Start of Records for this exercise

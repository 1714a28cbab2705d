//! Pull handler - serves stored tasks to clients.

use crate::db;
use crate::error::{AppError, Context, Result};
use chrono::{DateTime, TimeZone, Utc};
use ordo_sync::sync::{PullResponse, SyncRecord};
use sqlx::PgPool;

/// Return every stored task.
pub async fn handle_pull(pool: &PgPool) -> Result<PullResponse> {
    let tasks = db::list_tasks(pool).await.context("Failed to fetch tasks")?;
    tracing::debug!(count = tasks.len(), "Serving full pull");

    Ok(PullResponse {
        success: true,
        tasks: tasks.into_iter().map(SyncRecord::from).collect(),
        since: None,
        error: None,
        details: None,
    })
}

/// Return tasks updated at or after `raw_since`.
pub async fn handle_pull_since(pool: &PgPool, raw_since: String) -> Result<PullResponse> {
    let since = parse_since(&raw_since).ok_or_else(|| AppError::bad_request("Invalid timestamp format"))?;

    let tasks = db::list_tasks_since(pool, since)
        .await
        .context("Failed to fetch recent tasks")?;
    tracing::debug!(count = tasks.len(), %since, "Serving incremental pull");

    Ok(PullResponse {
        success: true,
        tasks: tasks.into_iter().map(SyncRecord::from).collect(),
        since: Some(raw_since),
        error: None,
        details: None,
    })
}

/// Accepts RFC 3339 or milliseconds since the epoch.
pub fn parse_since(raw: &str) -> Option<DateTime<Utc>> {
    if let Ok(parsed) = DateTime::parse_from_rfc3339(raw) {
        return Some(parsed.with_timezone(&Utc));
    }
    raw.parse::<i64>()
        .ok()
        .and_then(|millis| Utc.timestamp_millis_opt(millis).single())
}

End of Records for this exercise

■ **Goal of the exercise**
Which lines of the data include "Serving"? Copy each of them.

■ **Exercise answer**
    tracing::debug!(count = tasks.len(), "Serving full pull");
    tracing::debug!(count = tasks.len(), %since, "Serving incremental pull");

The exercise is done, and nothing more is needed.